[DTrace-devel] [PATCH 6/7] Add support for built-in variable stackdepth

eugene.loh at oracle.com eugene.loh at oracle.com
Thu May 6 12:31:49 PDT 2021


From: Eugene Loh <eugene.loh at oracle.com>

Add space to the "mem" BPF map where we can write a stack of
maximum length (PERF_MAX_STACK_DEPTH frames).

For DIF_VAR_STACKDEPTH, add code to write the stack, then check its length.

Fix test/unittest/stackdepth/tst.value.d:

  *)  Use a probe that has a kernel stack.
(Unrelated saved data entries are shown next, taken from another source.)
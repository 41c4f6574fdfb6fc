use std::io::{Cursor, Write};

use anyhow::{Context, Result};
use futures::future::join_all;
use tracing::warn;
use zip::{ZipWriter, write::SimpleFileOptions};

use super::manifest::ExportManifest;
use crate::web::storage::FileStore;

const FALLBACK_EXTENSION: &str = "bin";

#[derive(Debug)]
pub struct PeriodArchive {
    pub bytes: Vec<u8>,
    pub files: usize,
    pub skipped: usize,
}

pub fn archive_file_name(period_slug: &str) -> String {
    format!("{period_slug}-applications.zip")
}

/// Collect every manifest file from the store and pack the lot, one folder
/// per applicant. Blobs that cannot be read are left out and counted.
pub async fn build_archive(store: &FileStore, export: &ExportManifest) -> Result<PeriodArchive> {
    let mut entries: Vec<(String, Vec<u8>)> = Vec::new();
    let mut files = 0usize;
    let mut skipped = 0usize;

    for applicant in &export.manifest {
        let folder = &applicant.folder;
        let fetched = join_all(applicant.files.iter().map(|file| store.get(&file.path))).await;

        for (file, result) in applicant.files.iter().zip(fetched) {
            match result {
                Ok(Some(object)) => {
                    let name = format!(
                        "{folder}/{}.{}",
                        file.file_name,
                        extension_of(&file.path)
                    );
                    entries.push((name, object.bytes));
                    files += 1;
                }
                Ok(None) => {
                    warn!(path = %file.path, "export skipped a missing file");
                    skipped += 1;
                }
                Err(err) => {
                    warn!(?err, path = %file.path, "export skipped an unreadable file");
                    skipped += 1;
                }
            }
        }

        if let Some(letter) = &applicant.motivation_letter {
            entries.push((
                format!("{folder}/motivation_letter.txt"),
                letter.clone().into_bytes(),
            ));
        }

        entries.push((
            format!("{folder}/info.txt"),
            format!(
                "Name: {}\nEmail: {}\n",
                applicant.user_name, applicant.user_email
            )
            .into_bytes(),
        ));
    }

    let bytes = tokio::task::spawn_blocking(move || write_zip(&entries))
        .await
        .context("archive task failed")??;

    Ok(PeriodArchive {
        bytes,
        files,
        skipped,
    })
}

fn write_zip(entries: &[(String, Vec<u8>)]) -> Result<Vec<u8>> {
    let mut zip = ZipWriter::new(Cursor::new(Vec::new()));
    let options = SimpleFileOptions::default();

    for (name, bytes) in entries {
        zip.start_file(name.as_str(), options)
            .with_context(|| format!("failed to start archive entry {name}"))?;
        zip.write_all(bytes)
            .with_context(|| format!("failed to write archive entry {name}"))?;
    }

    let cursor = zip.finish().context("failed to finish archive")?;
    Ok(cursor.into_inner())
}

fn extension_of(path: &str) -> &str {
    let file_name = path.rsplit('/').next().unwrap_or(path);
    match file_name.rsplit_once('.') {
        Some((stem, ext)) if !stem.is_empty() && !ext.is_empty() => ext,
        _ => FALLBACK_EXTENSION,
    }
}

#[cfg(test)]
mod tests {
    use std::io::Read;

    use tempfile::tempdir;
    use uuid::Uuid;
    use zip::ZipArchive;

    use super::*;
    use crate::modules::applications::status::{ApplicationStatus, DocumentType};
    use crate::modules::export::manifest::{ManifestEntry, ManifestFile};

    fn read_entry(archive: &mut ZipArchive<Cursor<Vec<u8>>>, name: &str) -> Vec<u8> {
        let mut entry = archive.by_name(name).expect("entry exists");
        let mut buf = Vec::new();
        entry.read_to_end(&mut buf).expect("read entry");
        buf
    }

    #[tokio::test]
    async fn packs_files_letters_and_info_per_applicant() {
        let dir = tempdir().expect("temp dir");
        let store = FileStore::open(dir.path()).await.expect("open store");
        let user_id = Uuid::new_v4();
        let cv_key = format!("2026-1/{user_id}/cv-1.pdf");
        let rec_key = format!("2026-1/{user_id}/recommendation-2.png");
        store
            .put(&cv_key, b"%PDF-cv", "application/pdf", None)
            .await
            .expect("put cv");
        store
            .put(&rec_key, b"png-bytes", "image/png", None)
            .await
            .expect("put recommendation");

        let folder = format!("Anna Nagy_{user_id}");
        let export = ExportManifest {
            period: "2026/1".to_string(),
            period_slug: "2026-1".to_string(),
            manifest: vec![ManifestEntry {
                user_id,
                user_name: "Anna Nagy".to_string(),
                user_email: "anna@example.com".to_string(),
                folder: folder.clone(),
                files: vec![
                    ManifestFile {
                        path: cv_key,
                        file_name: "cv",
                        document: DocumentType::Cv,
                    },
                    ManifestFile {
                        path: rec_key,
                        file_name: "recommendation_1",
                        document: DocumentType::Recommendation,
                    },
                    ManifestFile {
                        path: format!("2026-1/{user_id}/criminal_record-3.pdf"),
                        file_name: "criminal_record",
                        document: DocumentType::CriminalRecord,
                    },
                ],
                motivation_letter: Some("I want to help.".to_string()),
                application_status: ApplicationStatus::Submitted,
            }],
        };

        let archive = build_archive(&store, &export).await.expect("archive");
        assert_eq!(archive.files, 2);
        assert_eq!(archive.skipped, 1);

        let mut zip = ZipArchive::new(Cursor::new(archive.bytes)).expect("valid zip");
        assert_eq!(zip.len(), 4);
        assert_eq!(read_entry(&mut zip, &format!("{folder}/cv.pdf")), b"%PDF-cv");
        assert_eq!(
            read_entry(&mut zip, &format!("{folder}/recommendation_1.png")),
            b"png-bytes"
        );
        assert_eq!(
            read_entry(&mut zip, &format!("{folder}/motivation_letter.txt")),
            b"I want to help."
        );
        assert_eq!(
            read_entry(&mut zip, &format!("{folder}/info.txt")),
            b"Name: Anna Nagy\nEmail: anna@example.com\n"
        );
    }

    #[tokio::test]
    async fn empty_manifest_is_a_valid_empty_zip() {
        let dir = tempdir().expect("temp dir");
        let store = FileStore::open(dir.path()).await.expect("open store");
        let export = ExportManifest {
            period: "Empty".to_string(),
            period_slug: "empty".to_string(),
            manifest: vec![],
        };

        let archive = build_archive(&store, &export).await.expect("archive");
        let zip = ZipArchive::new(Cursor::new(archive.bytes)).expect("valid zip");
        assert_eq!(zip.len(), 0);
    }

    #[test]
    fn extension_comes_from_the_stored_key() {
        assert_eq!(extension_of("2026-1/u/cv-1.pdf"), "pdf");
        assert_eq!(extension_of("2026-1/u.x/cv-1"), "bin");
        assert_eq!(extension_of("2026-1/u/.hidden"), "bin");
        assert_eq!(archive_file_name("2026-1"), "2026-1-applications.zip");
    }
}
use axum::{
    Router,
    extract::{Query, State, rejection::QueryRejection},
    http::header,
    response::{IntoResponse, Response},
    routing::get,
};
use axum_extra::extract::cookie::CookieJar;
use serde::{Deserialize, Serialize};
use tracing::{info, warn};
use uuid::Uuid;

use crate::modules::{applications::store as applications, periods};
use crate::web::{
    AppState,
    auth::require_capability,
    policy::Action,
    responses::{ApiError, ApiResult, ok, query_params},
};

pub mod archive;
pub mod manifest;

use manifest::ExportManifest;

pub fn router() -> Router<AppState> {
    Router::new()
        .route("/api/admin/export", get(export_manifest))
        .route("/api/admin/export/archive", get(export_archive))
        .route("/api/admin/storage", get(storage_usage))
}

#[derive(Debug, Deserialize)]
#[serde(rename_all = "camelCase")]
pub struct ExportQuery {
    pub period_id: Option<Uuid>,
}

#[derive(Debug, Serialize)]
#[serde(rename_all = "camelCase")]
pub struct PeriodStorage {
    pub period_id: Uuid,
    pub name: String,
    pub slug: String,
    pub objects: usize,
    pub bytes: u64,
}

#[derive(Debug, Serialize)]
#[serde(rename_all = "camelCase")]
pub struct StorageReport {
    pub periods: Vec<PeriodStorage>,
    pub total_objects: usize,
    pub total_bytes: u64,
}

async fn export_manifest(
    State(state): State<AppState>,
    jar: CookieJar,
    query: Result<Query<ExportQuery>, QueryRejection>,
) -> ApiResult<ExportManifest> {
    require_capability(&state, &jar, Action::ExportApplications).await?;
    let query = query_params(query)?;
    ok(load_manifest(&state, query.period_id).await?)
}

async fn export_archive(
    State(state): State<AppState>,
    jar: CookieJar,
    query: Result<Query<ExportQuery>, QueryRejection>,
) -> Result<Response, ApiError> {
    let admin = require_capability(&state, &jar, Action::ExportApplications).await?;
    let query = query_params(query)?;
    let export = load_manifest(&state, query.period_id).await?;

    let built = archive::build_archive(state.files(), &export).await?;
    if built.skipped > 0 {
        warn!(
            slug = %export.period_slug,
            skipped = built.skipped,
            "archive is missing some files"
        );
    }
    info!(
        slug = %export.period_slug,
        applicants = export.manifest.len(),
        files = built.files,
        admin_id = %admin.id,
        "exported period archive"
    );

    let disposition = format!(
        "attachment; filename=\"{}\"",
        archive::archive_file_name(&export.period_slug)
    );
    Ok((
        [
            (header::CONTENT_TYPE, "application/zip".to_string()),
            (header::CONTENT_DISPOSITION, disposition),
        ],
        built.bytes,
    )
        .into_response())
}

async fn load_manifest(
    state: &AppState,
    period_id: Option<Uuid>,
) -> Result<ExportManifest, ApiError> {
    let period_id = period_id.ok_or_else(|| ApiError::validation("A period is required"))?;
    let period = periods::fetch_period(state.pool_ref(), period_id)
        .await?
        .ok_or_else(|| ApiError::not_found("Period not found"))?;
    let listings = applications::fetch_listings(state.pool_ref(), Some(period.id)).await?;
    Ok(manifest::build_manifest(&period, &listings))
}

/// Blob usage per period, including blobs orphaned by re-uploads.
async fn storage_usage(State(state): State<AppState>, jar: CookieJar) -> ApiResult<StorageReport> {
    require_capability(&state, &jar, Action::ExportApplications).await?;

    let mut report = StorageReport {
        periods: Vec::new(),
        total_objects: 0,
        total_bytes: 0,
    };

    for period in periods::store::fetch_periods(state.pool_ref()).await? {
        let usage = state.files().usage(&format!("{}/", period.slug)).await?;
        report.total_objects += usage.objects;
        report.total_bytes += usage.bytes;
        report.periods.push(PeriodStorage {
            period_id: period.id,
            name: period.name,
            slug: period.slug,
            objects: usage.objects,
            bytes: usage.bytes,
        });
    }

    ok(report)
}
  *)  Change the postprocessing to check properly whether a line is empty.

  *)  Remove xfail.

Signed-off-by: Eugene Loh <eugene.loh at oracle.com>
---
 bpf/get_bvar.c                         | 22 ++++++++++++++++++++--
 libdtrace/dt_bpf.c                     |  6 ++++--
 libdtrace/dt_cg.c                      |  5 +++--
 test/unittest/stackdepth/tst.value.d   |  7 ++++++-
 test/unittest/stackdepth/tst.value.r.p |  4 ++--
 5 files changed, 35 insertions(+), 9 deletions(-)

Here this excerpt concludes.